In Korea, life’s good for LG and Chris Massie
By Nick Bedard, BasketballBuddha.com
December 16, 2013 – There was a special play that took place during the 3rd Quarter of the LG Sakers vs. Mobis Phoebus game. It came from LG’s PF Chris Massie.
With just over five minutes to play in the 3rd quarter, Mobis was looking to post up their big man Ricardo Ratliffe who was being defended by Massie. Ratliff received a pass with great position in the paint, turned over his left shoulder for a baby hook but was absolutely denied by Massie.
Instead of spiking the ball 13 rows into the stands, Massie corralled the rebound, found his point guard and ran the floor. What the 6’9, 255 lbs Massie did next defies his reputation as a veteran professional basketball player.

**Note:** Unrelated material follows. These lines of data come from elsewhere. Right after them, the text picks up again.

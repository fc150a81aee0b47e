//! `AutonomyBudget`: per-channel hourly/daily sliding-window rate limits
//! plus a quiet-hours window that denies unconditionally regardless of
//! remaining budget.

use std::collections::HashMap;
use std::sync::Mutex;

use chrono::{DateTime, Timelike, Utc};

use crate::config::AutonomyBudgetConfig;

#[derive(Default)]
struct ChannelWindows {
    hourly: Vec<DateTime<Utc>>,
    daily: Vec<DateTime<Utc>>,
}

pub struct AutonomyBudget {
    max_per_hour: usize,
    max_per_day: usize,
    quiet_hours_start_utc: Option<u8>,
    quiet_hours_end_utc: Option<u8>,
    windows: Mutex<HashMap<String, ChannelWindows>>,
}

impl AutonomyBudget {
    pub fn new(config: &AutonomyBudgetConfig) -> Self {
        Self {
            max_per_hour: config.max_per_hour,
            max_per_day: config.max_per_day,
            quiet_hours_start_utc: config.quiet_hours_start_utc,
            quiet_hours_end_utc: config.quiet_hours_end_utc,
            windows: Mutex::new(HashMap::new()),
        }
    }

    fn in_quiet_hours(&self, now: DateTime<Utc>) -> bool {
        let (Some(start), Some(end)) = (self.quiet_hours_start_utc, self.quiet_hours_end_utc) else {
            return false;
        };
        let hour = now.hour() as u8;
        if start <= end {
            hour >= start && hour < end
        } else {
            // wraps past midnight, e.g. 22 -> 6
            hour >= start || hour < end
        }
    }

    /// Returns `true` and records `now` in both windows if the action is
    /// allowed for `channel`; returns `false` without recording anything
    /// otherwise. Quiet hours deny unconditionally, before either window
    /// is even consulted.
    pub fn try_consume(&self, channel: &str, now: DateTime<Utc>) -> bool {
        if self.in_quiet_hours(now) {
            return false;
        }

        let mut guard = self.windows.lock().unwrap_or_else(std::sync::PoisonError::into_inner);
        let entry = guard.entry(channel.to_string()).or_default();

        entry.hourly.retain(|t| now - *t < chrono::Duration::hours(1));
        entry.daily.retain(|t| now - *t < chrono::Duration::days(1));

        if entry.hourly.len() >= self.max_per_hour || entry.daily.len() >= self.max_per_day {
            return false;
        }

        entry.hourly.push(now);
        entry.daily.push(now);
        true
    }

    /// Best-effort snapshot of every channel's recorded timestamps, for
    /// persistence across restarts.
    pub fn export_state(&self) -> HashMap<String, (Vec<DateTime<Utc>>, Vec<DateTime<Utc>>)> {
        let guard = self.windows.lock().unwrap_or_else(std::sync::PoisonError::into_inner);
        guard.iter().map(|(k, v)| (k.clone(), (v.hourly.clone(), v.daily.clone()))).collect()
    }

    pub fn import_state(&self, snapshot: HashMap<String, (Vec<DateTime<Utc>>, Vec<DateTime<Utc>>)>) {
        let mut guard = self.windows.lock().unwrap_or_else(std::sync::PoisonError::into_inner);
        for (channel, (hourly, daily)) in snapshot {
            guard.insert(channel, ChannelWindows { hourly, daily });
        }
    }
}

#[cfg(test)]
mod tests {
    use super::*;

    fn config() -> AutonomyBudgetConfig {
        AutonomyBudgetConfig {
            max_per_hour: 2,
            max_per_day: 3,
            quiet_hours_start_utc: None,
            quiet_hours_end_utc: None,
        }
    }

    #[test]
    fn denies_once_hourly_window_is_at_capacity() {
        let budget = AutonomyBudget::new(&config());
        let now = Utc::now();
        assert!(budget.try_consume("chan", now));
        assert!(budget.try_consume("chan", now));
        assert!(!budget.try_consume("chan", now));
    }

    #[test]
    fn daily_cap_binds_even_if_hourly_has_room() {
        let mut cfg = config();
        cfg.max_per_hour = 100;
        cfg.max_per_day = 1;
        let budget = AutonomyBudget::new(&cfg);
        let now = Utc::now();
        assert!(budget.try_consume("chan", now));
        assert!(!budget.try_consume("chan", now));
    }

    #[test]
    fn quiet_hours_deny_unconditionally_with_wraparound() {
        let mut cfg = config();
        cfg.quiet_hours_start_utc = Some(22);
        cfg.quiet_hours_end_utc = Some(6);
        let budget = AutonomyBudget::new(&cfg);
        let midnight = Utc::now().date_naive().and_hms_opt(23, 0, 0).unwrap().and_utc();
        assert!(!budget.try_consume("chan", midnight));
        let daytime = Utc::now().date_naive().and_hms_opt(12, 0, 0).unwrap().and_utc();
        assert!(budget.try_consume("chan", daytime));
    }

    #[test]
    fn channels_are_tracked_independently() {
        let budget = AutonomyBudget::new(&config());
        let now = Utc::now();
        assert!(budget.try_consume("a", now));
        assert!(budget.try_consume("a", now));
        assert!(budget.try_consume("b", now));
    }
}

Massie received the pass on the right block. Everyone in the gym thought he has going to take Ratliffe one-on-one. Instead, Massie calls for a teammate to cut to the basket. He passes the ball to his teammate only to get it back for an easy two.
“Everybody is learning. The biggest thing is for everyone to communicate on the floor, for example: cut, help, rebound etc,” says Massie.

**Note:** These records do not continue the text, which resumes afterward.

//! `ApprovalWorkflow`: holds pending human-in-the-loop approval requests,
//! deduplicates repeated asks for the same effective action, and turns a
//! granted decision into a `CapabilityGrant`.

use std::collections::HashMap;
use std::sync::Mutex;

use chrono::{DateTime, Duration, Utc};
use sha2::{Digest, Sha256};
use uuid::Uuid;

use crate::capability::CapabilityGrant;

const EXPIRY_HOURS: i64 = 24;

#[derive(Debug, Clone)]
pub struct ApprovalRequest {
    pub id: Uuid,
    pub tool: String,
    pub intent: String,
    pub plan: String,
    pub required_capabilities: Vec<String>,
    pub provenance: String,
    pub untrusted: bool,
    pub created_at: DateTime<Utc>,
    pub fingerprint: String,
}

#[derive(Debug, Clone, Copy, PartialEq, Eq)]
pub enum ApprovalDecision {
    Approved,
    Denied,
}

#[derive(Default)]
pub struct ApprovalWorkflow {
    pending: Mutex<HashMap<Uuid, ApprovalRequest>>,
    /// fingerprint -> request id, so a repeated ask for the same
    /// effective action returns the existing pending request instead of
    /// creating a duplicate.
    by_fingerprint: Mutex<HashMap<String, Uuid>>,
}

pub struct RequestOutcome {
    pub request: ApprovalRequest,
    pub deduplicated: bool,
}

impl ApprovalWorkflow {
    pub fn new() -> Self {
        Self::default()
    }

    /// The key grants are scoped under once resolved: untrusted
    /// provenance gets its own namespace so an approval granted for
    /// trusted input never silently covers an untrusted repeat.
    pub fn scope_key(tool: &str, intent: &str, untrusted: bool) -> String {
        if untrusted {
            format!("untrusted:{tool}:{intent}")
        } else {
            format!("{tool}:{intent}")
        }
    }

    fn fingerprint(tool: &str, intent: &str, plan: &str, required_capabilities: &[String], provenance: &str) -> String {
        let mut sorted = required_capabilities.to_vec();
        sorted.sort();
        let mut hasher = Sha256::new();
        hasher.update(tool.as_bytes());
        hasher.update(b"\0");
        hasher.update(intent.as_bytes());
        hasher.update(b"\0");
        hasher.update(plan.as_bytes());
        hasher.update(b"\0");
        hasher.update(sorted.join(",").as_bytes());
        hasher.update(b"\0");
        hasher.update(provenance.as_bytes());
        hex::encode(hasher.finalize())
    }

    /// Request approval for an action. If an equivalent request (same
    /// fingerprint) is already pending, that request is returned instead
    /// of creating a new one.
    pub fn request(
        &self,
        tool: &str,
        intent: &str,
        plan: &str,
        required_capabilities: Vec<String>,
        provenance: &str,
        untrusted: bool,
    ) -> RequestOutcome {
        let fingerprint = Self::fingerprint(tool, intent, plan, &required_capabilities, provenance);

        let mut by_fp = self.by_fingerprint.lock().unwrap_or_else(std::sync::PoisonError::into_inner);
        if let Some(existing_id) = by_fp.get(&fingerprint) {
            let pending = self.pending.lock().unwrap_or_else(std::sync::PoisonError::into_inner);
            if let Some(existing) = pending.get(existing_id) {
                return RequestOutcome {
                    request: existing.clone(),
                    deduplicated: true,
                };
            }
        }

        let request = ApprovalRequest {
            id: Uuid::new_v4(),
            tool: tool.to_string(),
            intent: intent.to_string(),
            plan: plan.to_string(),
            required_capabilities,
            provenance: provenance.to_string(),
            untrusted,
            created_at: Utc::now(),
            fingerprint: fingerprint.clone(),
        };

        by_fp.insert(fingerprint, request.id);
        drop(by_fp);

        let mut pending = self.pending.lock().unwrap_or_else(std::sync::PoisonError::into_inner);
        pending.insert(request.id, request.clone());

        RequestOutcome {
            request,
            deduplicated: false,
        }
    }

    /// Resolve a pending request. An `Approved` decision creates one
    /// `CapabilityGrant` per required capability, all sharing the
    /// request's scope key, each with `uses` remaining uses (`None` for
    /// unlimited) — the caller inserts them into the `CapabilityStore`.
    /// `Denied` and unknown ids return `None`.
    pub fn resolve(
        &self,
        request_id: Uuid,
        decision: ApprovalDecision,
        grant_ttl: Duration,
        uses: Option<u32>,
    ) -> Option<Vec<CapabilityGrant>> {
        let mut pending = self.pending.lock().unwrap_or_else(std::sync::PoisonError::into_inner);
        let request = pending.remove(&request_id)?;

        let mut by_fp = self.by_fingerprint.lock().unwrap_or_else(std::sync::PoisonError::into_inner);
        by_fp.remove(&request.fingerprint);
        drop(by_fp);

        if decision != ApprovalDecision::Approved {
            return None;
        }

        let now = Utc::now();
        let scope_key = Self::scope_key(&request.tool, &request.intent, request.untrusted);
        Some(
            request
                .required_capabilities
                .into_iter()
                .map(|capability| CapabilityGrant {
                    id: Uuid::new_v4(),
                    scope_key: scope_key.clone(),
                    capability,
                    granted_at: now,
                    expires_at: now + grant_ttl,
                    remaining_uses: uses,
                })
                .collect(),
        )
    }

    /// Drop pending requests older than the expiry window; called
    /// opportunistically on the heartbeat tick.
    pub fn sweep_expired(&self, now: DateTime<Utc>) {
        let mut pending = self.pending.lock().unwrap_or_else(std::sync::PoisonError::into_inner);
        let mut by_fp = self.by_fingerprint.lock().unwrap_or_else(std::sync::PoisonError::into_inner);

        let expired: Vec<Uuid> = pending
            .values()
            .filter(|r| now - r.created_at >= Duration::hours(EXPIRY_HOURS))
            .map(|r| r.id)
            .collect();

        for id in expired {
            if let Some(request) = pending.remove(&id) {
                by_fp.remove(&request.fingerprint);
            }
        }
    }

    pub fn pending_count(&self) -> usize {
        self.pending.lock().unwrap_or_else(std::sync::PoisonError::into_inner).len()
    }
}

#[cfg(test)]
mod tests {
    use super::*;

    #[test]
    fn repeated_identical_request_deduplicates() {
        let workflow = ApprovalWorkflow::new();
        let first = workflow.request("exec", "run", "ls -la", vec!["exec".into()], "user", false);
        let second = workflow.request("exec", "run", "ls -la", vec!["exec".into()], "user", false);
        assert!(!first.deduplicated);
        assert!(second.deduplicated);
        assert_eq!(first.request.id, second.request.id);
        assert_eq!(workflow.pending_count(), 1);
    }

    #[test]
    fn different_plan_is_not_deduplicated() {
        let workflow = ApprovalWorkflow::new();
        let first = workflow.request("exec", "run", "ls -la", vec!["exec".into()], "user", false);
        let second = workflow.request("exec", "run", "rm -rf /tmp/x", vec!["exec".into()], "user", false);
        assert_ne!(first.request.id, second.request.id);
        assert_eq!(workflow.pending_count(), 2);
    }

    #[test]
    fn resolve_approved_yields_one_grant_per_required_capability() {
        let workflow = ApprovalWorkflow::new();
        let outcome = workflow.request(
            "exec",
            "mutating",
            "rm /tmp/x",
            vec!["process.exec".into(), "fs.write".into(), "process.exec.mutate".into()],
            "user",
            false,
        );
        let grants = workflow
            .resolve(outcome.request.id, ApprovalDecision::Approved, Duration::minutes(30), Some(1))
            .unwrap();
        assert_eq!(grants.len(), 3);
        assert!(grants.iter().all(|g| g.scope_key == "exec:mutating"));
        assert!(grants.iter().any(|g| g.capability == "process.exec"));
        assert!(grants.iter().any(|g| g.capability == "fs.write"));
        assert!(grants.iter().any(|g| g.capability == "process.exec.mutate"));
        assert_eq!(workflow.pending_count(), 0);
    }

    #[test]
    fn resolve_denied_yields_no_grant() {
        let workflow = ApprovalWorkflow::new();
        let outcome = workflow.request("exec", "run", "ls", vec!["exec".into()], "user", false);
        let grant = workflow.resolve(outcome.request.id, ApprovalDecision::Denied, Duration::minutes(30), None);
        assert!(grant.is_none());
    }

    #[test]
    fn untrusted_provenance_scopes_separately() {
        let key_trusted = ApprovalWorkflow::scope_key("exec", "run", false);
        let key_untrusted = ApprovalWorkflow::scope_key("exec", "run", true);
        assert_ne!(key_trusted, key_untrusted);
    }

    #[test]
    fn sweep_expired_removes_old_pending_requests() {
        let workflow = ApprovalWorkflow::new();
        let outcome = workflow.request("exec", "run", "ls", vec!["exec".into()], "user", false);
        let mut stale = outcome.request.clone();
        stale.created_at = Utc::now() - Duration::hours(25);
        workflow.pending.lock().unwrap().insert(stale.id, stale);
        workflow.sweep_expired(Utc::now());
        assert_eq!(workflow.pending_count(), 0);
    }
}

Massie has a long resume of international basketball. Prior to signing with the LG Sakers this year, Massie played pro ball in Puerto Rico, Venezuala, France, Greece, Israel, Spain and Italy.
The basketball veteran is not your regular 37 year old player.
Massie didn’t start playing organized basketball until the age of 23.
“I never really played in high school. Just pick up games or shooting on the net we had at home. My sister was a really good player. She would beat all of the guys. She eventually went on to play at San Diego State,” says Massie.
When a 6’4 high school student is walking down the halls, he doesn’t go unnoticed. The player’s on Massie’s high school team wanted him to play but it was there was a misunderstanding from the head coach.
“The guys on the team wanted me to play but unfortunately the coach didn’t like the students who came from the neighborhood I lived in. I never got the chance to play.
“After high school I worked for an electrical company and never really played basketball,” says Massie.
One day, Massie received a phone call from a friend; that phone call would change his life forever.
“My friend called me up one day and asked if I wanted to play in this ‘Midnight basketball tournament’ in Houston, Texas. I went in there, played two games and after that every coach in the gym was trying to contact me.”
He went on to play for Oxnard College where his 20.6 points per game, and 14.4 rebounds per game and 63.6% shooting were some of the top stats in the Western State Conference.
Massie was recruited by hall-of-fame coach John Calipari at the University of Memphis. He would play four years in the NCAA.
“I still talk to all of my old coaches. They are great. I have a good relationship with Coach Cal and Coach Barbee at Auburn,” says Massie.
After four strong years at the University of Memphis, Massie took his talents to Europe where he would establish a good presence in the Italian and French leagues allowing his stock to rise for various clubs looking for a strong big man.
Now in Korea, Massie is forced to adapt to the different style of play that the Korean Basketball League (KBL) offers.
“Asia is not as physical as Europe. Europe embraces physicality while Korea doesn’t. They call everything here,”
Massie recalls arriving to Korea and attending the annual ‘foreign players’ meeting with KBL officials.
“All of the foreigners sat down with KBL officials to go over the rules and so on. They were like ‘you can’t do this and you can’t do that’. When we brought up the Korean players and their flopping, they had nothing to say about that. The flopping here is bad.”
Massie signed with the LG Sakers this season on a one-year $175,000 USD. He’s helped turned a team that finished in 8th place last season with only 18 wins to a team who halfway through the regular season has 17 wins and is tied for second place in the 10-team league.
“It’s all about winning. I’m in Korea to win a championship!” I want to win it for the team, the fans and most importantly for my daughter. I want to show my daughter that hard work pays off.”
In 25 games and 22 minutes per game (foreigners can only play a total of two quarters per game), Massie is averaging 11 points and nine rebounds per game on 66 per cent shooting.
Albeit the tough travel schedule, Massie says the Changwon fans are the ones who make all of that easy.
“We live in Seoul so when we have home games in Changwon it’s in fact a road game because we have to travel the length of the country to get there. But when we do get there, the fans are great! The gym is packed every game. The Korean fans are so passionate. They are always supporting us and that’s great.”
At 37 years old, Massie has no plans to call it quits.
His Korean teamates call him ‘grand-daddy’ as some of them hold a 15-year age gap to Massie.
He keeps his body in shape with conditioning and weight lifting.
“I’m 37 years old but I play like I’m 25. I know my body. I know when to push it and when to rest up. I do a lot of running and weight training,” says Massie.
“I don’t allow my body to shut down. I take no time off. Once the KBL season finishes I will go straight to Puerto Rico to play pro ball there.”
Next up for Massie and the Sakers take on the KT SonicBoom from Busan. They are to face-off on christmas day, December 25th in Changwon.